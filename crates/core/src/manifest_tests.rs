// SPDX-License-Identifier: BUSL-1.1
// Copyright (c) 2026 Alfred Jean LLC

use super::*;
use crate::test_support::subscriptions;
use yare::parameterized;

#[test]
fn manifest_key_display() {
    let key = ManifestKey::new("cooking", "1.2.0");
    assert_eq!(key.to_string(), "cooking:1.2.0");
}

#[test]
fn manifest_key_from_manifest() {
    let manifest = AgentManifest::builder().agent_id("cooking").version("2.0.0").build();
    assert_eq!(manifest.key(), ManifestKey::new("cooking", "2.0.0"));
}

#[parameterized(
    active = { ManifestStatus::Active, true },
    deprecated = { ManifestStatus::Deprecated, false },
    archived = { ManifestStatus::Archived, false },
)]
fn only_active_manifests_are_active(status: ManifestStatus, expected: bool) {
    let manifest = AgentManifest::builder().status(status).build();
    assert_eq!(manifest.is_active(), expected);
}

#[test]
fn subscribes_to_checks_declared_events() {
    let manifest = AgentManifest::builder()
        .subscribed_events(subscriptions(&["health_goal_updated", "meal_logged"]))
        .build();

    assert!(manifest.subscribes_to("health_goal_updated"));
    assert!(!manifest.subscribes_to("meal_plan_created"));
}

#[test]
fn permissions_default_to_denied() {
    let perms = Permissions::default();
    assert!(!perms.read_shared_context);
    assert!(!perms.write_shared_context);
}

#[test]
fn manifest_serde_round_trip() {
    let manifest = AgentManifest::builder()
        .agent_id("reminder")
        .subscribed_events(subscriptions(&["meal_plan_created"]))
        .permissions(Permissions { read_shared_context: true, write_shared_context: false })
        .build();

    let json = serde_json::to_string(&manifest).unwrap();
    let parsed: AgentManifest = serde_json::from_str(&json).unwrap();
    assert_eq!(parsed, manifest);
}

#[test]
fn manifest_deserializes_with_defaults() {
    // Minimal manifest document: optional collections default to empty.
    let parsed: AgentManifest = serde_json::from_str(
        r#"{"agent_id": "x", "version": "1.0.0", "name": "X", "status": "active"}"#,
    )
    .unwrap();

    assert!(parsed.subscribed_events.is_empty());
    assert!(parsed.tools.is_empty());
    assert!(!parsed.permissions.write_shared_context);
}
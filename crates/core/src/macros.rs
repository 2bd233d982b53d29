// SPDX-License-Identifier: BUSL-1.1
// Copyright (c) 2026 Alfred Jean LLC

//! Declarative macros for reducing boilerplate.
//!
//! - [`simple_display!`] — `Display` impl mapping enum variants to string literals
//! - [`builder!`] — test builder struct with Default, setters, and `build()`

/// Generate a `Display` impl that maps enum variants to string literals.
///
/// Unit variants match directly; data-carrying variants use `(..)` to ignore fields.
///
/// ```ignore
/// crate::simple_display! {
///     MyEnum {
///         Foo => "foo",
///         Bar(..) => "bar",
///     }
/// }
/// ```
#[macro_export]
macro_rules! simple_display {
    ($enum:ty { $( $variant:ident $(( $($ignore:tt)* ))? => $str:expr ),+ $(,)? }) => {
        impl std::fmt::Display for $enum {
            fn fmt(&self, f: &mut std::fmt::Formatter<'_>) -> std::fmt::Result {
                f.write_str(match self {
                    $( Self::$variant $(( $($ignore)* ))? => $str, )+
                })
            }
        }
    };
}

/// Generate a test builder (struct + Default + setters + build).
///
/// All generated items are gated behind `#[cfg(any(test, feature = "test-support"))]`.
///
/// Field groups:
/// - `into { field: Type = default }` — setter uses `impl Into<Type>`
/// - `set { field: Type = default }` — setter takes `Type` directly
/// - `computed { field: Type = expr }` — no builder field or setter;
///   value computed at build time
///
/// ```ignore
/// crate::builder! {
///     pub struct FooBuilder => Foo {
///         into { name: String = "test" }
///         set { count: u32 = 0 }
///         computed { created_at_ms: u64 = 0 }
///     }
/// }
/// ```
#[macro_export]
macro_rules! builder {
    (
        pub struct $builder:ident => $target:ident {
            $(into {
                $( $into_field:ident : $into_ty:ty = $into_default:expr ),* $(,)?
            })?
            $(set {
                $( $set_field:ident : $set_ty:ty = $set_default:expr ),* $(,)?
            })?
            $(computed {
                $( $comp_field:ident : $comp_ty:ty = $comp_expr:expr ),* $(,)?
            })?
        }
    ) => {
        #[cfg(any(test, feature = "test-support"))]
        pub struct $builder {
            $($( $into_field: $into_ty, )*)?
            $($( $set_field: $set_ty, )*)?
        }

        #[cfg(any(test, feature = "test-support"))]
        impl Default for $builder {
            fn default() -> Self {
                Self {
                    $($( $into_field: $into_default.into(), )*)?
                    $($( $set_field: $set_default, )*)?
                }
            }
        }

        #[cfg(any(test, feature = "test-support"))]
        impl $builder {
            $($(
                pub fn $into_field(mut self, v: impl Into<$into_ty>) -> Self {
                    self.$into_field = v.into();
                    self
                }
            )*)?

            $($(
                pub fn $set_field(mut self, v: $set_ty) -> Self {
                    self.$set_field = v;
                    self
                }
            )*)?

            pub fn build(self) -> $target {
                $target {
                    $($( $into_field: self.$into_field, )*)?
                    $($( $set_field: self.$set_field, )*)?
                    $($( $comp_field: $comp_expr, )*)?
                }
            }
        }

        #[cfg(any(test, feature = "test-support"))]
        impl $target {
            /// Create a builder with test defaults.
            pub fn builder() -> $builder {
                $builder::default()
            }
        }
    };
}
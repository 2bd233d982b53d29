// SPDX-License-Identifier: BUSL-1.1
// Copyright (c) 2026 Alfred Jean LLC

use super::*;
use serde_json::json;
use tempfile::tempdir;
use troupe_core::test_support::{payload, RecordingTool};
use troupe_core::{ApprovalMode, FakeClock, RiskLevel, ToolDefinition};

struct Fixture {
    _dir: tempfile::TempDir,
    engine: ToolEngine<FakeClock>,
    user: UserId,
}

fn fixture(mode: ApprovalMode) -> Fixture {
    let dir = tempdir().unwrap();
    let store = Arc::new(Store::open(dir.path()).unwrap());
    store.create_user(&UserId::new("user-1"), JsonMap::new(), 1).unwrap();
    store
        .define_tool(ToolDefinition {
            tool_id: "send_notification".into(),
            description: "test".into(),
            requires_human_approval: mode,
            approval_role: None,
            risk_level: RiskLevel::Low,
        })
        .unwrap();
    Fixture {
        _dir: dir,
        engine: ToolEngine::new(store, ToolRegistry::new(), FakeClock::new()),
        user: UserId::new("user-1"),
    }
}

fn submit(fixture: &Fixture) -> ToolExecution {
    fixture
        .engine
        .execute_tool(
            &fixture.user,
            &AgentId::new("cooking"),
            InstallationId::from_string("ins-1"),
            "send_notification",
            payload(json!({"message": "hi"})),
        )
        .unwrap()
}

#[test]
fn unknown_tool_is_an_input_error() {
    let fixture = fixture(ApprovalMode::Never);
    let err = fixture
        .engine
        .execute_tool(
            &fixture.user,
            &AgentId::new("cooking"),
            InstallationId::from_string("ins-1"),
            "no_such_tool",
            JsonMap::new(),
        )
        .unwrap_err();
    assert!(matches!(err, EngineError::ToolNotFound(_)));
}

#[test]
fn ungated_tool_runs_synchronously() {
    let fixture = fixture(ApprovalMode::Never);
    let tool = RecordingTool::ok(payload(json!({"sent": true})));
    let calls = tool.calls();
    fixture.engine.registry().register("send_notification", Arc::new(tool));

    let execution = submit(&fixture);

    assert_eq!(execution.status, ToolExecutionStatus::Completed);
    assert_eq!(execution.result, Some(payload(json!({"sent": true}))));
    assert_eq!(calls.lock().len(), 1);
}

#[test]
fn ungated_tool_failure_is_captured() {
    let fixture = fixture(ApprovalMode::Never);
    fixture
        .engine
        .registry()
        .register("send_notification", Arc::new(RecordingTool::failing("smtp down")));

    let execution = submit(&fixture);

    assert_eq!(execution.status, ToolExecutionStatus::Failed);
    assert_eq!(execution.error.as_deref(), Some("smtp down"));
}

#[test]
fn missing_implementation_fails_the_execution() {
    let fixture = fixture(ApprovalMode::Never);

    let execution = submit(&fixture);

    assert_eq!(execution.status, ToolExecutionStatus::Failed);
    assert_eq!(execution.error.as_deref(), Some("tool implementation not registered"));
}

#[test]
fn gated_tool_parks_pending_without_invoking_the_tool() {
    let fixture = fixture(ApprovalMode::Always);
    let tool = RecordingTool::ok(JsonMap::new());
    let calls = tool.calls();
    fixture.engine.registry().register("send_notification", Arc::new(tool));

    let execution = submit(&fixture);

    assert_eq!(execution.status, ToolExecutionStatus::Pending);
    assert!(calls.lock().is_empty());
}

#[test]
fn optional_mode_also_gates() {
    let fixture = fixture(ApprovalMode::Optional);
    let execution = submit(&fixture);
    assert_eq!(execution.status, ToolExecutionStatus::Pending);
}

#[test]
fn approval_runs_the_tool() {
    let fixture = fixture(ApprovalMode::Always);
    let tool = RecordingTool::ok(payload(json!({"sent": true})));
    let calls = tool.calls();
    fixture.engine.registry().register("send_notification", Arc::new(tool));
    let execution = submit(&fixture);

    let updated = fixture
        .engine
        .approve_tool_execution(
            &execution.id,
            &fixture.user,
            ApprovalDecision::Approved,
            Some("looks fine".into()),
        )
        .unwrap();

    assert_eq!(updated.status, ToolExecutionStatus::Completed);
    assert_eq!(calls.lock().len(), 1);
}

#[test]
fn rejection_is_terminal_and_never_invokes_the_tool() {
    let fixture = fixture(ApprovalMode::Always);
    let tool = RecordingTool::ok(JsonMap::new());
    let calls = tool.calls();
    fixture.engine.registry().register("send_notification", Arc::new(tool));
    let execution = submit(&fixture);

    let updated = fixture
        .engine
        .approve_tool_execution(&execution.id, &fixture.user, ApprovalDecision::Rejected, None)
        .unwrap();
    assert_eq!(updated.status, ToolExecutionStatus::Rejected);
    assert!(calls.lock().is_empty());

    // Deciding again is an invalid state, not a silent no-op.
    let err = fixture
        .engine
        .approve_tool_execution(&execution.id, &fixture.user, ApprovalDecision::Approved, None)
        .unwrap_err();
    assert!(matches!(err, EngineError::InvalidState(_)));
    assert!(calls.lock().is_empty());
}

#[test]
fn double_approval_never_double_executes() {
    let fixture = fixture(ApprovalMode::Always);
    let tool = RecordingTool::ok(JsonMap::new());
    let calls = tool.calls();
    fixture.engine.registry().register("send_notification", Arc::new(tool));
    let execution = submit(&fixture);

    fixture
        .engine
        .approve_tool_execution(&execution.id, &fixture.user, ApprovalDecision::Approved, None)
        .unwrap();
    let err = fixture
        .engine
        .approve_tool_execution(&execution.id, &fixture.user, ApprovalDecision::Approved, None)
        .unwrap_err();

    assert!(matches!(err, EngineError::InvalidState(_)));
    assert_eq!(calls.lock().len(), 1);
}

#[test]
fn approving_an_ungated_tool_is_invalid() {
    let fixture = fixture(ApprovalMode::Never);
    fixture
        .engine
        .registry()
        .register("send_notification", Arc::new(RecordingTool::ok(JsonMap::new())));
    let execution = submit(&fixture);

    let err = fixture
        .engine
        .approve_tool_execution(&execution.id, &fixture.user, ApprovalDecision::Approved, None)
        .unwrap_err();
    assert!(matches!(err, EngineError::InvalidState(_)));
}
// SPDX-License-Identifier: BUSL-1.1
// Copyright (c) 2026 Alfred Jean LLC

mod cascade;
mod dispatch;
mod install;

use crate::cache::MemoryCache;
use crate::config::EngineConfig;
use crate::orchestrator::Orchestrator;
use std::sync::Arc;
use tempfile::TempDir;
use troupe_core::test_support::ScriptedAgent;
use troupe_core::{
    AgentId, AgentInstallation, ApprovalMode, FakeClock, JsonMap, RiskLevel, ToolDefinition,
    UserId,
};
use troupe_storage::Store;

pub(crate) struct Harness {
    _dir: TempDir,
    pub orch: Orchestrator<FakeClock>,
    pub clock: FakeClock,
    pub user: UserId,
}

/// Orchestrator on a fresh store with one user and an in-memory cache.
pub(crate) fn harness() -> Harness {
    harness_with(EngineConfig::default())
}

pub(crate) fn harness_with(config: EngineConfig) -> Harness {
    let dir = TempDir::new().unwrap();
    let store = Arc::new(Store::open(dir.path()).unwrap());
    let clock = FakeClock::new();
    let orch = Orchestrator::new(store, config, clock.clone())
        .with_cache(Arc::new(MemoryCache::new(clock.clone())));
    let user = UserId::new("user-1");
    orch.create_user(&user, JsonMap::new()).unwrap();
    Harness { _dir: dir, orch, clock, user }
}

impl Harness {
    /// Register the agent's manifest and implementation, then install it.
    pub async fn install(&self, agent: ScriptedAgent) -> AgentInstallation {
        let manifest = troupe_core::Agent::manifest(&agent);
        let agent_id = manifest.agent_id.clone();
        let version = manifest.version.clone();
        self.orch.register_manifest(manifest).unwrap();
        self.orch.register_agent(Arc::new(agent));
        self.orch.install_agent(&self.user, &agent_id, &version, JsonMap::new()).await.unwrap()
    }

    /// Define a tool in the catalog.
    pub fn define_tool(&self, tool_id: &str, mode: ApprovalMode) {
        self.orch
            .define_tool(ToolDefinition {
                tool_id: tool_id.into(),
                description: String::new(),
                requires_human_approval: mode,
                approval_role: None,
                risk_level: RiskLevel::Low,
            })
            .unwrap();
    }

    pub fn agent(&self, id: &str) -> AgentId {
        AgentId::new(id)
    }
}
++++++++++
In the listing above, each line with the word "variants" is to be copied out.

- [REPLY TO THE EXERCISE]:
//! - [`simple_display!`] — `Display` impl mapping enum variants to string literals
/// Generate a `Display` impl that maps enum variants to string literals.
/// Unit variants match directly; data-carrying variants use `(..)` to ignore fields.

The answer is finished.